(Dataset entries)
*****

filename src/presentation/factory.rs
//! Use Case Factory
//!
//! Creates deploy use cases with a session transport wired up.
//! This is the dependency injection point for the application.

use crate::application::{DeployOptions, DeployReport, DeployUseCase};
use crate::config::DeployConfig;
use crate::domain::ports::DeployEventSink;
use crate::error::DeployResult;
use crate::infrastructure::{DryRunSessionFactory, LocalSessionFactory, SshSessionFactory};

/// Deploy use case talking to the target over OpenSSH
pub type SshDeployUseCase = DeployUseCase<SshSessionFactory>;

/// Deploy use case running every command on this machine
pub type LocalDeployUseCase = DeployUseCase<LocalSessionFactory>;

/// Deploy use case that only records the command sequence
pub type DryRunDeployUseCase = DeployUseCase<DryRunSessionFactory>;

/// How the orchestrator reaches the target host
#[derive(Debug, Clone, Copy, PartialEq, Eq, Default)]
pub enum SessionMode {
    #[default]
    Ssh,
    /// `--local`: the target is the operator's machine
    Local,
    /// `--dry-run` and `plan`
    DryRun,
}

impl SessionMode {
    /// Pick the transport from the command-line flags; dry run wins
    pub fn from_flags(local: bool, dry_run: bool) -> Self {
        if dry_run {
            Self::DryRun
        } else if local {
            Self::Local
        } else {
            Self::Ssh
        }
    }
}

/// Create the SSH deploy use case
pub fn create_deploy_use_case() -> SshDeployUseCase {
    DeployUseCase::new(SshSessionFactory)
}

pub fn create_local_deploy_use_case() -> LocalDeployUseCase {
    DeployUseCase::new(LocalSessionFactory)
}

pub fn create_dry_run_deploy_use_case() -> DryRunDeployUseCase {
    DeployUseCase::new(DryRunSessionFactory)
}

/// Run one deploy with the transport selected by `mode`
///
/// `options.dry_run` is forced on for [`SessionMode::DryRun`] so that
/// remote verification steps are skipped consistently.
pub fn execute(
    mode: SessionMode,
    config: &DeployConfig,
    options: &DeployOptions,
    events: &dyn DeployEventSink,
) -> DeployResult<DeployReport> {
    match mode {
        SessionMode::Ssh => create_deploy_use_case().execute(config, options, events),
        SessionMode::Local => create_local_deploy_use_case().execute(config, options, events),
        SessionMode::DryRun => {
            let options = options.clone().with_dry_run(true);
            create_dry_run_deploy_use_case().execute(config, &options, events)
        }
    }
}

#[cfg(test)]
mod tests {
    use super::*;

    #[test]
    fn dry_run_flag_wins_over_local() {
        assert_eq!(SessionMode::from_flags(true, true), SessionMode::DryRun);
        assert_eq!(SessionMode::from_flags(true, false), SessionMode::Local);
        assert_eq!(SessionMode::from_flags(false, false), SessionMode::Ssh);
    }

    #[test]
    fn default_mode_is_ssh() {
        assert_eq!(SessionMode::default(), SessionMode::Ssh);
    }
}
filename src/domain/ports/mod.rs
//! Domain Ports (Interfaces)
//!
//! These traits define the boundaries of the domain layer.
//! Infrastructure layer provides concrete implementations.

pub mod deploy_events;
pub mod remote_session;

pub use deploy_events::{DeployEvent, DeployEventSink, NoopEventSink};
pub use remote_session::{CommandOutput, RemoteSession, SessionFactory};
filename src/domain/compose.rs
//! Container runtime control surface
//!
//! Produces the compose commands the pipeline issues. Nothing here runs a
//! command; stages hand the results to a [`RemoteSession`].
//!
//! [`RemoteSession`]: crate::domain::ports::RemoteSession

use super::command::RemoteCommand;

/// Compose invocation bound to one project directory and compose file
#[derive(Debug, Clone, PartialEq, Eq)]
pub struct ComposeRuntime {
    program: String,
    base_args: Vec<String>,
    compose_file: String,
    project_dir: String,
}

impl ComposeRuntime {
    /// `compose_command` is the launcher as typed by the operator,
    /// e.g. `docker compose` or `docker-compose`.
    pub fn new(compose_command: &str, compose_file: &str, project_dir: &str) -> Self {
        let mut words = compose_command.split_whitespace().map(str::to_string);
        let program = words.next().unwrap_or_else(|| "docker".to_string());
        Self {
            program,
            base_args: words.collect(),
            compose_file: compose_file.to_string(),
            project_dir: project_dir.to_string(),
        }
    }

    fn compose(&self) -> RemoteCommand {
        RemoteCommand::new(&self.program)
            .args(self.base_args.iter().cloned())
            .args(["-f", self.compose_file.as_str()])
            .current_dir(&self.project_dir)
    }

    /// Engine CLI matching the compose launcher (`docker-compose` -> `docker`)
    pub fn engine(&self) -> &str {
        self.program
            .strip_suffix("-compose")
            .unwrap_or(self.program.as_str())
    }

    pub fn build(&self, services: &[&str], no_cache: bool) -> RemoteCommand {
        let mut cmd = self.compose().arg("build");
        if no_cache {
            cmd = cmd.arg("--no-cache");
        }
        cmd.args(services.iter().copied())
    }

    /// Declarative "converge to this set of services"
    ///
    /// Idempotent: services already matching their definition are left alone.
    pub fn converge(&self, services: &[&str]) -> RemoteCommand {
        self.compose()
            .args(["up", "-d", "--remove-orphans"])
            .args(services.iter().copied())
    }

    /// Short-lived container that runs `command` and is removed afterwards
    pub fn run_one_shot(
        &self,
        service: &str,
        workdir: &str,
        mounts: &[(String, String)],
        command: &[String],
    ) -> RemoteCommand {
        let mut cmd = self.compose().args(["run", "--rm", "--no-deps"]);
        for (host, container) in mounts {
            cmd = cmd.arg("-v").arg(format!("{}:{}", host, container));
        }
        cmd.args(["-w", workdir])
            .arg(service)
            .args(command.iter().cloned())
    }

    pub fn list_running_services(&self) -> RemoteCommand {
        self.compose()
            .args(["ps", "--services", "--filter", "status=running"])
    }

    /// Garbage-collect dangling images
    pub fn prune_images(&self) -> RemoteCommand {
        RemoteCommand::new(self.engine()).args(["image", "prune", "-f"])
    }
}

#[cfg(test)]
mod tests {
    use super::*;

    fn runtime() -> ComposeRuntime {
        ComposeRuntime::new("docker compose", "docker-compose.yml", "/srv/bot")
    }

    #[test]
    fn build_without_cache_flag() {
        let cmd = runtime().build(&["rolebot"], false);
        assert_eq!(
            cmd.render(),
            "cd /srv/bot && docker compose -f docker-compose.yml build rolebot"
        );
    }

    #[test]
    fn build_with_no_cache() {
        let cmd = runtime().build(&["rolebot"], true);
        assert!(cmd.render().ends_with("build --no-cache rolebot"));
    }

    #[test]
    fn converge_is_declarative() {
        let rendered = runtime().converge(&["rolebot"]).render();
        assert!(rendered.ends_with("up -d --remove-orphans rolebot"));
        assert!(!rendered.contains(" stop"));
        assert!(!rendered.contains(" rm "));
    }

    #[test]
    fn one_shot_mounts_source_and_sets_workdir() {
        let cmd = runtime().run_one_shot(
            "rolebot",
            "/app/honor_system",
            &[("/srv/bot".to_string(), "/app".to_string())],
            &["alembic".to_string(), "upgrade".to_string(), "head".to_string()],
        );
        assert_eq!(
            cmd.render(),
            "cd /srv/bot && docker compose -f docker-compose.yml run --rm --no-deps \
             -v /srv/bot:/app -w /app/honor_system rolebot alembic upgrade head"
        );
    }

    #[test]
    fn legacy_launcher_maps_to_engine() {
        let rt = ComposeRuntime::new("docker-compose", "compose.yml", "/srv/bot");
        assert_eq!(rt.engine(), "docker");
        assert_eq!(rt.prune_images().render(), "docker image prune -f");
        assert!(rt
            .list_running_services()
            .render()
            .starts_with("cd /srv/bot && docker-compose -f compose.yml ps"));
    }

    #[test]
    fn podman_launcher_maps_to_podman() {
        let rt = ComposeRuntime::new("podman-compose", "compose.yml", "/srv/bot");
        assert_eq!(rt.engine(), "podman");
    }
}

*****

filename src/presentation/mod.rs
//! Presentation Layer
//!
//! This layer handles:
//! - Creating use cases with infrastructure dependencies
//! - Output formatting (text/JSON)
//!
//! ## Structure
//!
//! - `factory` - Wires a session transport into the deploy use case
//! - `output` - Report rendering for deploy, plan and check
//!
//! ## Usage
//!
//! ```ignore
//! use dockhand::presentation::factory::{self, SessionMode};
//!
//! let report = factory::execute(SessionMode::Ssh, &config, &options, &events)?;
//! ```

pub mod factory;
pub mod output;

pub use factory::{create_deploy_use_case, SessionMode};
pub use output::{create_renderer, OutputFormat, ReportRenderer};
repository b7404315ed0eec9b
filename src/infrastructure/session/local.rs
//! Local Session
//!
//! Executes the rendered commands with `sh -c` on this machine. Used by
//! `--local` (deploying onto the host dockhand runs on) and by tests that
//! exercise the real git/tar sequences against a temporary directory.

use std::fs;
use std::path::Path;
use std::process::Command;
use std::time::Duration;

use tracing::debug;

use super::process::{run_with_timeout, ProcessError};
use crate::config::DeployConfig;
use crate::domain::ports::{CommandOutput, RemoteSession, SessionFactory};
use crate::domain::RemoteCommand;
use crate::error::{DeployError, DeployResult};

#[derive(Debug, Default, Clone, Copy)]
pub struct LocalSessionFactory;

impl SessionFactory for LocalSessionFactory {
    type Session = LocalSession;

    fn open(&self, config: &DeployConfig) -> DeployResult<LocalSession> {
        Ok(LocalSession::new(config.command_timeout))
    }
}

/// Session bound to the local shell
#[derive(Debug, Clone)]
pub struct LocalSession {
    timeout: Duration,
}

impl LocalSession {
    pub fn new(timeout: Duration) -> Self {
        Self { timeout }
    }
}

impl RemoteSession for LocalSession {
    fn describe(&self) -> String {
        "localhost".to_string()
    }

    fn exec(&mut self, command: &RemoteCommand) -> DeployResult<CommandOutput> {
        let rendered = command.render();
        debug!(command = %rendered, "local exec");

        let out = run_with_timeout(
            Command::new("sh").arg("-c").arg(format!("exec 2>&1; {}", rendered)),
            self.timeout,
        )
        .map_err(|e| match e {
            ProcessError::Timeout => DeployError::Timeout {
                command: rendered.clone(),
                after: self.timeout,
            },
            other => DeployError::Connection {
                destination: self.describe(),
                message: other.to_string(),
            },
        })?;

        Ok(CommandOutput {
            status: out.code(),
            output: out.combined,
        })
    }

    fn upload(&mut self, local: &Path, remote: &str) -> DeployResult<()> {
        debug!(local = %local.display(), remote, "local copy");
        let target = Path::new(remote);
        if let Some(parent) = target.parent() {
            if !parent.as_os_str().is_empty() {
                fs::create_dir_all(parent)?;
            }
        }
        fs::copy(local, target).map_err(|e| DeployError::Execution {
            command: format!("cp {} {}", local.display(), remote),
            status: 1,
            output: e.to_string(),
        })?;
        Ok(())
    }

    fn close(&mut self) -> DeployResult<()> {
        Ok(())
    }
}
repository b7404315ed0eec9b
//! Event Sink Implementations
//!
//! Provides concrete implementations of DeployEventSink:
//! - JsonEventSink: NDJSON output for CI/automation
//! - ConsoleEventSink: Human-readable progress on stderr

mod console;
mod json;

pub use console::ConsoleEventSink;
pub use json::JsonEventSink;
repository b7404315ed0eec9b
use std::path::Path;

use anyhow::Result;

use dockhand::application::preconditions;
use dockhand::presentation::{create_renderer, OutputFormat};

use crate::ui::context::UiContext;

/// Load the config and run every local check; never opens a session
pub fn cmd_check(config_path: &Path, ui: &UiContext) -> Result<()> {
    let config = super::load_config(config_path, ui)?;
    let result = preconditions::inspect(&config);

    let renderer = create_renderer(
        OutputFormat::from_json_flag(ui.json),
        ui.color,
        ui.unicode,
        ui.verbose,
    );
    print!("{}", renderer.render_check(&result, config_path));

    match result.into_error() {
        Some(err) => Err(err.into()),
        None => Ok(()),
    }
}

*****

* Required work *
Check every line of the entries for "collect" and report how many lines contain it, without any other words.

* Problem solution *
2